Work instruction: Your answer should be the line containing "for body in" and each line after it through the end of the data below, repeated exactly.

Given records:
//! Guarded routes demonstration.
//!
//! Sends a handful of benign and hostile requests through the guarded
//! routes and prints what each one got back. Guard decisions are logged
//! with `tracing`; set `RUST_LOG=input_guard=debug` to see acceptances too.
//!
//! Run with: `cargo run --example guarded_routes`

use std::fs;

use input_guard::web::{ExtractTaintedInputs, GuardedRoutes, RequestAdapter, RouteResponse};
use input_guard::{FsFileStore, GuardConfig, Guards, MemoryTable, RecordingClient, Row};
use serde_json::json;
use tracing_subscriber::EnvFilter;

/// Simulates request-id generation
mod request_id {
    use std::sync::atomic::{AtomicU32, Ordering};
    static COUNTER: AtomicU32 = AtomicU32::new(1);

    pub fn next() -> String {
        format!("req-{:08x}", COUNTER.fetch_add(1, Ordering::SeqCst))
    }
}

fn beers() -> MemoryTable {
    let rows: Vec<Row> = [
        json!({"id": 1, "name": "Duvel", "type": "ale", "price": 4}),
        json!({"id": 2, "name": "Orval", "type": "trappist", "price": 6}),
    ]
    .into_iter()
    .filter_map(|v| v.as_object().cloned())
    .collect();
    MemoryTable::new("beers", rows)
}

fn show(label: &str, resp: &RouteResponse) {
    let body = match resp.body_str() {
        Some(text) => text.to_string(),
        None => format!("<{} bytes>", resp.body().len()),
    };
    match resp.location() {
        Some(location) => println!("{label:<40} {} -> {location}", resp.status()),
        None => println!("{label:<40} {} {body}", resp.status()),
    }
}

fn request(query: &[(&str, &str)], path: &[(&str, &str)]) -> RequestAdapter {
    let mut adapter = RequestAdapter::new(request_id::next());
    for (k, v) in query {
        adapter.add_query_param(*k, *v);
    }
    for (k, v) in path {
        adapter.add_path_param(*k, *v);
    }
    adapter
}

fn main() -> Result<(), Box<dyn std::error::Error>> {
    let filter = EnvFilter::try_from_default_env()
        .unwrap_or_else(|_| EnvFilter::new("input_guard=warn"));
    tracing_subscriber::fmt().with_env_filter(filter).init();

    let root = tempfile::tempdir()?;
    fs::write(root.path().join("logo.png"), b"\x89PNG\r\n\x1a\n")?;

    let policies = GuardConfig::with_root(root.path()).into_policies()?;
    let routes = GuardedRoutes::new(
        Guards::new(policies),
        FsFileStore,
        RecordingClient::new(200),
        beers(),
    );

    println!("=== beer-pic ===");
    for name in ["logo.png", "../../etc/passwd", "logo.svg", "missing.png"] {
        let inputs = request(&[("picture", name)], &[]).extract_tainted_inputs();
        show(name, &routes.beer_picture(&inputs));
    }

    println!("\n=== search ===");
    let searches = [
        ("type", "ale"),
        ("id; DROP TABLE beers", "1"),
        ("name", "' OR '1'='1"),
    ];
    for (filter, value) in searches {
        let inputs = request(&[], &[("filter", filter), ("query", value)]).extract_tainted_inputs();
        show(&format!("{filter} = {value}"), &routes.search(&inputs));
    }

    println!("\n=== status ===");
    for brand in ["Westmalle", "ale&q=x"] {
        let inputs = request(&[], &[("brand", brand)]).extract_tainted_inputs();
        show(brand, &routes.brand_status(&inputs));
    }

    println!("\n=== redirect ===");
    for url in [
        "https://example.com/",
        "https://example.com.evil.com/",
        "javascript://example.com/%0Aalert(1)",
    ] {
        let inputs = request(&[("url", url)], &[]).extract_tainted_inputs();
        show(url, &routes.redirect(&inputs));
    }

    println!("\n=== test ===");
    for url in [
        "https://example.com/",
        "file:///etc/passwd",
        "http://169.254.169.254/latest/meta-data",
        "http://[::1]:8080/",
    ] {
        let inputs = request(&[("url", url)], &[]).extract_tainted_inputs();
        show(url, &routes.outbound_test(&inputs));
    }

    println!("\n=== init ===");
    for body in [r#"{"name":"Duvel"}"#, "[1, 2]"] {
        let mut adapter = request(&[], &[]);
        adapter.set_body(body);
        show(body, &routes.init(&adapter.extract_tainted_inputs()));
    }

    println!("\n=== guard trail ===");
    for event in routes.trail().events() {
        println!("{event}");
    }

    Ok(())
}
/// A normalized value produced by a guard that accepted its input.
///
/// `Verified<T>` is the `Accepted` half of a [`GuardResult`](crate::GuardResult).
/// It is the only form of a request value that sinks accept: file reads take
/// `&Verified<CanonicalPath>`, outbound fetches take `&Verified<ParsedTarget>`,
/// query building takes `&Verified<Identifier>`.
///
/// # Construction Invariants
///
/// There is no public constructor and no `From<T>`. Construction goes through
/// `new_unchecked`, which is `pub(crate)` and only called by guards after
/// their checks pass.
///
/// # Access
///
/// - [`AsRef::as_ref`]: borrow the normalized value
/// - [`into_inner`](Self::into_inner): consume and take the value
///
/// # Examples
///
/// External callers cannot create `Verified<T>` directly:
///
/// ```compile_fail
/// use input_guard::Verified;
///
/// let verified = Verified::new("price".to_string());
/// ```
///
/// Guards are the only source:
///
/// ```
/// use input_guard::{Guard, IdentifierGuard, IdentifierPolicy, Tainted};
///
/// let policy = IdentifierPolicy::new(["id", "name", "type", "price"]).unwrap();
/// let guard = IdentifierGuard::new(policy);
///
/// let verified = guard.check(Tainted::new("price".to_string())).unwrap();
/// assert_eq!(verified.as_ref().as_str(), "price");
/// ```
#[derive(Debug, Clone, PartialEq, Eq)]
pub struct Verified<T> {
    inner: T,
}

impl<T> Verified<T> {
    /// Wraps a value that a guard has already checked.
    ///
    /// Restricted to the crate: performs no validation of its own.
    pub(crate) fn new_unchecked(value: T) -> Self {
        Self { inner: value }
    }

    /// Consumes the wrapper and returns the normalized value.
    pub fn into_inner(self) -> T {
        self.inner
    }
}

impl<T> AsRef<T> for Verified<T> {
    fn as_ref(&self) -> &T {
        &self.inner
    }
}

Completed exercise:
    for body in [r#"{"name":"Duvel"}"#, "[1, 2]"] {
        let mut adapter = request(&[], &[]);
        adapter.set_body(body);
        show(body, &routes.init(&adapter.extract_tainted_inputs()));
    }

    println!("\n=== guard trail ===");
    for event in routes.trail().events() {
        println!("{event}");
    }

    Ok(())
}
/// A normalized value produced by a guard that accepted its input.
///
/// `Verified<T>` is the `Accepted` half of a [`GuardResult`](crate::GuardResult).
/// It is the only form of a request value that sinks accept: file reads take
/// `&Verified<CanonicalPath>`, outbound fetches take `&Verified<ParsedTarget>`,
/// query building takes `&Verified<Identifier>`.
///
/// # Construction Invariants
///
/// There is no public constructor and no `From<T>`. Construction goes through
/// `new_unchecked`, which is `pub(crate)` and only called by guards after
/// their checks pass.
///
/// # Access
///
/// - [`AsRef::as_ref`]: borrow the normalized value
/// - [`into_inner`](Self::into_inner): consume and take the value
///
/// # Examples
///
/// External callers cannot create `Verified<T>` directly:
///
/// ```compile_fail
/// use input_guard::Verified;
///
/// let verified = Verified::new("price".to_string());
/// ```
///
/// Guards are the only source:
///
/// ```
/// use input_guard::{Guard, IdentifierGuard, IdentifierPolicy, Tainted};
///
/// let policy = IdentifierPolicy::new(["id", "name", "type", "price"]).unwrap();
/// let guard = IdentifierGuard::new(policy);
///
/// let verified = guard.check(Tainted::new("price".to_string())).unwrap();
/// assert_eq!(verified.as_ref().as_str(), "price");
/// ```
#[derive(Debug, Clone, PartialEq, Eq)]
pub struct Verified<T> {
    inner: T,
}

impl<T> Verified<T> {
    /// Wraps a value that a guard has already checked.
    ///
    /// Restricted to the crate: performs no validation of its own.
    pub(crate) fn new_unchecked(value: T) -> Self {
        Self { inner: value }
    }

    /// Consumes the wrapper and returns the normalized value.
    pub fn into_inner(self) -> T {
        self.inner
    }
}

impl<T> AsRef<T> for Verified<T> {
    fn as_ref(&self) -> &T {
        &self.inner
    }
}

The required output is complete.